Fue, es y seguirá siendo criticada, pero, eso no quita para que Rambo al igual que otras películas, sea una de esas geniales obras incomprendidas por una crítica que mira más a izquierda y derecha que al propio filme.


Stallone fundó el cine de acción en 1982 con Acorralado, obra fundacional del famoso cine de acción de los 80 aunque a esta, aún le quedaban restos del cine de los 70s que la apartaban un pelin de lo que es y era el cine de acción al 100%. Pero no había problema, Stallone estaba gestando un subgénero y por tanto Rambo (1985) es la primera gran producción o blockbuster que se puede considerar cine de acción puro al 100%, es decir, Rambo define el héroe y el ritmo que tantas alegrías nos dio durante una década.


Pero en su día esto no se vio y la crítica andaba por otros derroteros, además, los ambientes políticos o sociales no hicieron favor a una película que no deja de ser una película fantástica desde el minuto 1. Rambo no reflejaba la realidad de aquel momento ni las secuelas del Vietnam, Rambo sólo buscaba mostrar una nueva forma de entender el cine. Un cine que aparcaba el guión para centrarse en la acción, un cine que olvidaba el realismo heroico para centrarse en el héroe lúdico y así, Stallone decidió tomarse esto en serio y dejar a un lado la serie B para meterse de lleno en una gran producción, una que contaba con escenas de acción totalmente planificadas desde la base de escrituras, unas escenas caras, muy caras, capaces de contar con helicópteros mastodonticos o cualquier cosa que hiciese falta.
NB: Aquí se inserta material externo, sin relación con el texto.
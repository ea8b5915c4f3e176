//! Structural validation of inbound order payloads
//!
//! The pipeline stores payloads verbatim, so validation only probes the
//! structure it depends on: well-formed JSON, a usable `order_uid`, and
//! the three top-level sections every order document carries. Section
//! contents are not inspected.
//!
//! The presence rules are asymmetric on purpose: `delivery` and
//! `payment` must exist (an empty object passes), while `items` must
//! exist AND be non-empty: an order without a single line item is not
//! an order. Absence of nested structure is a hard error; emptiness of
//! its contents is not, except for the list.

use serde::Deserialize;
use serde_json::value::RawValue;
use thiserror::Error;
use types::ids::OrderUid;

// ── Errors ──────────────────────────────────────────────────────────

#[derive(Error, Debug)]
pub enum ValidationError {
    #[error("malformed payload: {0}")]
    MalformedPayload(String),

    #[error("order_uid is missing or empty")]
    MissingIdentifier,

    #[error("missing required sections: delivery, payment and a non-empty items list")]
    MissingRequiredSections,
}

// ── Validation ──────────────────────────────────────────────────────

/// Minimal structural probe over the payload.
///
/// `RawValue` keeps section contents opaque; explicit JSON `null`
/// decodes to `None` exactly like an absent field.
#[derive(Deserialize)]
struct OrderProbe<'a> {
    #[serde(default)]
    order_uid: Option<String>,
    #[serde(default, borrow)]
    delivery: Option<&'a RawValue>,
    #[serde(default, borrow)]
    payment: Option<&'a RawValue>,
    #[serde(default, borrow)]
    items: Option<Vec<&'a RawValue>>,
}

/// Check an incoming payload and extract its order identifier.
///
/// Pure function over the bytes; no side effects.
pub fn validate(payload: &[u8]) -> Result<OrderUid, ValidationError> {
    let probe: OrderProbe<'_> = serde_json::from_slice(payload)
        .map_err(|err| ValidationError::MalformedPayload(err.to_string()))?;

    let uid = probe
        .order_uid
        .and_then(OrderUid::try_new)
        .ok_or(ValidationError::MissingIdentifier)?;

    let has_delivery = probe.delivery.is_some();
    let has_payment = probe.payment.is_some();
    let has_items = probe.items.as_ref().is_some_and(|items| !items.is_empty());
    if !has_delivery || !has_payment || !has_items {
        return Err(ValidationError::MissingRequiredSections);
    }

    Ok(uid)
}
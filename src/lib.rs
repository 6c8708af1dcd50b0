#![warn(missing_docs)]
//! This is the documentation for the **beampath** software package, an interactive visualization of a paraxial beam
//! passing through a train of thin lenses and free-space gaps.
//!
//! Each optical element is described by its ray-transfer (ABCD) matrix. A small bundle of rays is traced through the
//! optical system and the transverse ray position is recorded at each element boundary. The resulting paths are
//! rendered as a chart (SVG or bitmap) and may be exported as a CSV table.
//!
//! The optical system is edited through a [`config::BeamPathConfig`] which holds all user controls (lens distances,
//! focal lengths, enable flags and beam sampling). A [`session::Session`] recomputes and renders the beam paths after
//! each change.
pub mod config;
pub mod console;
pub mod element;
pub mod error;
pub mod export;
pub mod plottable;
pub mod ray;
pub mod ray_transfer_matrix;
pub mod session;
pub mod sweep;
pub mod system;
pub mod tracer;
pub mod utils;

/// Return the version information of this crate.
#[must_use]
pub fn get_version() -> String {
    format!("{} {}", env!("CARGO_PKG_NAME"), env!("CARGO_PKG_VERSION"))
}
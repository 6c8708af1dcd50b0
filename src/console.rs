//! Handling the beampath CLI
//!
//! This module handles the command line parsing as well as the interactive shell which replaces the slider and checkbox
//! panel of a graphical user interface. Each accepted command modifies the configuration of a [`Session`] and triggers
//! a new recompute-and-render cycle.
use std::{
    io::{BufRead, ErrorKind, Write},
    path::PathBuf,
    str::FromStr,
};

use clap::{builder::Str, Parser};
use log::{debug, warn};
use rprompt::prompt_reply_from_bufread;
use strum::{EnumIter, EnumString, IntoEnumIterator};
use uom::si::{f64::Length, length::meter};

use crate::{
    error::{BeamPathError, BpResult},
    get_version,
    session::{Renderer, Session},
};

const PROMPT: &str = "beampath> ";
const MAX_WRONG_INPUTS: usize = 3;

/// Command line arguments for the beampath application.
#[derive(Parser, Debug)]
#[command(author, version = Str::from(get_version()), about, long_about = None)]
pub struct Args {
    /// configuration file (YAML or JSON) to start with. If not given, the reference configuration is used
    #[arg(short, long)]
    pub config: Option<PathBuf>,

    /// file the beam path plot is written to (.svg, .png or .bmp)
    #[arg(short, long, default_value = "beam_path.svg")]
    pub output: PathBuf,

    /// optional CSV file receiving all ray samples
    #[arg(long)]
    pub csv: Option<PathBuf>,

    /// render once and exit without starting the interactive shell
    #[arg(short, long)]
    pub batch: bool,

    /// print informational log messages
    #[arg(short, long)]
    pub verbose: bool,
}

/// The keywords understood by the interactive shell
#[derive(Debug, Clone, Copy, PartialEq, Eq, EnumIter, EnumString)]
pub enum Keyword {
    /// set the distance of a gap
    #[strum(serialize = "d")]
    Distance,
    /// set the focal length of a lens
    #[strum(serialize = "f")]
    FocalLength,
    /// enable / disable a lens
    #[strum(serialize = "toggle")]
    Toggle,
    /// set the divergence constant
    #[strum(serialize = "k")]
    Divergence,
    /// set the beam sampling
    #[strum(serialize = "rays")]
    Rays,
    /// print the configuration
    #[strum(serialize = "show")]
    Show,
    /// save the configuration
    #[strum(serialize = "save")]
    Save,
    /// print the help text
    #[strum(serialize = "help")]
    Help,
    /// leave the shell
    #[strum(serialize = "quit")]
    Quit,
}
impl Keyword {
    const fn usage(self) -> &'static str {
        match self {
            Self::Distance => "d <n> <meter>",
            Self::FocalLength => "f <n> <meter>",
            Self::Toggle => "toggle <n>",
            Self::Divergence => "k <rad/m>",
            Self::Rays => "rays <count> <half width>",
            Self::Show => "show",
            Self::Save => "save <file>",
            Self::Help => "help",
            Self::Quit => "quit",
        }
    }
    const fn description(self) -> &'static str {
        match self {
            Self::Distance => "set the distance of gap n (the last gap leads to the observation plane)",
            Self::FocalLength => "set the focal length of lens n",
            Self::Toggle => "enable or disable lens n",
            Self::Divergence => "set the divergence constant (initial angle = k * x0)",
            Self::Rays => "set the number of rays and the half width of the beam [m]",
            Self::Show => "print the current configuration",
            Self::Save => "save the current configuration (YAML or JSON)",
            Self::Help => "print this help",
            Self::Quit => "leave the shell",
        }
    }
}

/// A parsed shell command. Lens and gap numbers are zero-based.
#[derive(Debug, Clone, PartialEq)]
pub enum Command {
    /// set the distance of gap `gap`
    Distance {
        /// index of the gap
        gap: usize,
        /// new distance
        distance: Length,
    },
    /// set the focal length of lens `lens`
    FocalLength {
        /// index of the lens
        lens: usize,
        /// new focal length
        focal_length: Length,
    },
    /// flip the enable flag of lens `lens`
    Toggle {
        /// index of the lens
        lens: usize,
    },
    /// set the divergence constant in rad/m
    Divergence(f64),
    /// set the beam sampling
    Rays {
        /// number of rays
        count: usize,
        /// half width of the beam
        half_width: Length,
    },
    /// print the configuration
    Show,
    /// save the configuration to the given file
    Save(PathBuf),
    /// print the help text
    Help,
    /// leave the shell
    Quit,
}

fn console_error(msg: impl Into<String>) -> BeamPathError {
    BeamPathError::Console(msg.into())
}
fn parse_number(word: Option<&str>, name: &str) -> BpResult<f64> {
    let word = word.ok_or_else(|| console_error(format!("missing {name}")))?;
    f64::from_str(word).map_err(|_| console_error(format!("invalid {name}: {word}")))
}
fn parse_count(word: Option<&str>, name: &str) -> BpResult<usize> {
    let word = word.ok_or_else(|| console_error(format!("missing {name}")))?;
    usize::from_str(word).map_err(|_| console_error(format!("invalid {name}: {word}")))
}
/// Parse a one-based lens or gap number and return the zero-based index.
fn parse_index(word: Option<&str>, name: &str) -> BpResult<usize> {
    let number = parse_count(word, name)?;
    number
        .checked_sub(1)
        .ok_or_else(|| console_error(format!("{name} numbers start at 1")))
}

impl FromStr for Command {
    type Err = BeamPathError;

    fn from_str(line: &str) -> BpResult<Self> {
        let mut words = line.split_whitespace();
        let keyword = words.next().ok_or_else(|| console_error("empty input"))?;
        let keyword = Keyword::from_str(keyword)
            .map_err(|_| console_error(format!("unknown command: {keyword}. Type \"help\" for a list of commands")))?;
        let command = match keyword {
            Keyword::Distance => Self::Distance {
                gap: parse_index(words.next(), "gap")?,
                distance: Length::new::<meter>(parse_number(words.next(), "distance")?),
            },
            Keyword::FocalLength => Self::FocalLength {
                lens: parse_index(words.next(), "lens")?,
                focal_length: Length::new::<meter>(parse_number(words.next(), "focal length")?),
            },
            Keyword::Toggle => Self::Toggle {
                lens: parse_index(words.next(), "lens")?,
            },
            Keyword::Divergence => Self::Divergence(parse_number(words.next(), "divergence")?),
            Keyword::Rays => Self::Rays {
                count: parse_count(words.next(), "number of rays")?,
                half_width: Length::new::<meter>(parse_number(words.next(), "half width")?),
            },
            Keyword::Show => Self::Show,
            Keyword::Save => Self::Save(PathBuf::from(
                words
                    .next()
                    .ok_or_else(|| console_error("missing file name"))?,
            )),
            Keyword::Help => Self::Help,
            Keyword::Quit => Self::Quit,
        };
        if let Some(extra) = words.next() {
            return Err(console_error(format!(
                "unexpected argument: {extra}. Usage: {}",
                keyword.usage()
            )));
        }
        Ok(command)
    }
}

/// Returns the help text listing all shell commands.
#[must_use]
pub fn create_help() -> String {
    let mut help = String::from("Commands (lenses and gaps are numbered starting at 1):\n");
    for keyword in Keyword::iter() {
        help += &format!("  {:<28}{}\n", keyword.usage(), keyword.description());
    }
    help
}

/// Returns the greeting shown when the interactive shell starts.
#[must_use]
pub fn create_intro() -> String {
    format!(
        "beampath {} - paraxial beam path visualization\nType \"help\" for a list of commands.\n",
        get_version()
    )
}

fn write_out(writer: &mut impl Write, text: &str) -> BpResult<()> {
    writeln!(writer, "{text}").map_err(|e| console_error(format!("cannot write to console: {e}")))
}

enum Flow {
    Continue,
    Quit,
}

/// Apply a configuration change and recompute. If anything fails, the previous configuration is restored.
///
/// A failed render may leave some outputs updated. These are rendered again from the restored configuration.
fn apply_change<R: Renderer>(
    session: &mut Session<R>,
    change: impl FnOnce(&mut Session<R>) -> BpResult<()>,
) -> BpResult<usize> {
    let previous = session.config().clone();
    let paths = match change(session).and_then(|()| session.trace()) {
        Ok(paths) => paths,
        Err(e) => {
            *session.config_mut() = previous;
            return Err(e);
        }
    };
    if let Err(e) = session.render(&paths) {
        *session.config_mut() = previous;
        if let Err(restore_err) = session.configuration_changed() {
            warn!("cannot restore previous output: {restore_err}");
        }
        return Err(e);
    }
    Ok(paths.len())
}

fn execute<R: Renderer>(
    session: &mut Session<R>,
    command: Command,
    writer: &mut impl Write,
) -> BpResult<Flow> {
    debug!("executing {command:?}");
    let changed = match command {
        Command::Distance { gap, distance } => apply_change(session, |s| {
            s.config_mut().set_distance(gap, distance).map(|_| ())
        })?,
        Command::FocalLength { lens, focal_length } => apply_change(session, |s| {
            s.config_mut()
                .set_focal_length(lens, focal_length)
                .map(|_| ())
        })?,
        Command::Toggle { lens } => apply_change(session, |s| {
            s.config_mut().toggle_lens(lens).map(|_| ())
        })?,
        Command::Divergence(divergence) => {
            apply_change(session, |s| s.config_mut().set_divergence(divergence))?
        }
        Command::Rays { count, half_width } => {
            apply_change(session, |s| s.config_mut().set_beam(count, half_width))?
        }
        Command::Show => {
            write_out(writer, &session.config().to_string())?;
            return Ok(Flow::Continue);
        }
        Command::Save(path) => {
            session.config().save_to_file(&path)?;
            write_out(writer, &format!("configuration saved to {}", path.display()))?;
            return Ok(Flow::Continue);
        }
        Command::Help => {
            write_out(writer, &create_help())?;
            return Ok(Flow::Continue);
        }
        Command::Quit => return Ok(Flow::Quit),
    };
    write_out(writer, &format!("{changed} rays traced"))?;
    Ok(Flow::Continue)
}

/// Run the interactive shell on the given session.
///
/// Commands are read line by line from `reader` (e.g. `stdin().lock()` for user input or a `BufReader` from a string
/// for tests). Prompts and messages are written into `writer`. The shell runs until `quit` is entered or the input ends.
///
/// # Errors
///
/// This function will return a [`BeamPathError::Console`] after three consecutive invalid inputs or if reading or
/// writing fails.
pub fn run_shell<R: Renderer>(
    session: &mut Session<R>,
    reader: &mut impl BufRead,
    writer: &mut impl Write,
) -> BpResult<()> {
    let mut err_count: usize = 0;
    loop {
        let input = match prompt_reply_from_bufread(reader, writer, PROMPT) {
            Ok(input) => input,
            Err(e) if e.kind() == ErrorKind::UnexpectedEof => return Ok(()),
            Err(e) => return Err(console_error(format!("cannot read input: {e}"))),
        };
        if input.trim().is_empty() {
            continue;
        }
        let result = input
            .parse::<Command>()
            .and_then(|command| execute(session, command, writer));
        match result {
            Ok(Flow::Continue) => err_count = 0,
            Ok(Flow::Quit) => return Ok(()),
            Err(e) => {
                warn!("rejected input \"{}\": {e}", input.trim());
                write_out(writer, &format!("Invalid input! {e}"))?;
                err_count += 1;
                if err_count >= MAX_WRONG_INPUTS {
                    return Err(console_error(
                        "Too many wrong inputs! Program exits! Please type \"beampath -h\" for help!",
                    ));
                }
            }
        }
    }
}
Para no caer rendido a los pies de estas escenas, Stallone se preparó físicamente en lo que sería su plenitud física. Cada vena, nervio o musculo de Stallone reverberaba en la sala como si fuese una exhibición 3D. Para finalizar sólo había que saber crear una personalidad única de héroe ya que lo que se contaba era menos importante que quien lo protagonizaba. Para ello Stallone contó con el propio James Cameron en la escritura que aunque siempre renegó en parte, no creo que este molesto con el resultado final. Un resultado final que no olvidaba la puesta en escena y que era capaz de ofrecernos un helicoptero a contra puesta de sol bellísimo o unos parajes selváticos y bucólicos que ofrecían un perfecto contraste visual entre el verde de ellos y el rojo fuego de la ira del propio Rambo.


Apenas 90 minutos eran también culpables de que el ritmo de Rambo fuese milimétricamente perfecto para no aburrir o cansar durante ningún minuto al espectador.
Por eso y por más cosas que ya hemos dicho en otros artículos de esta película, estamos ante uno de los grandes títulos del cine de acción de todos los tiempos.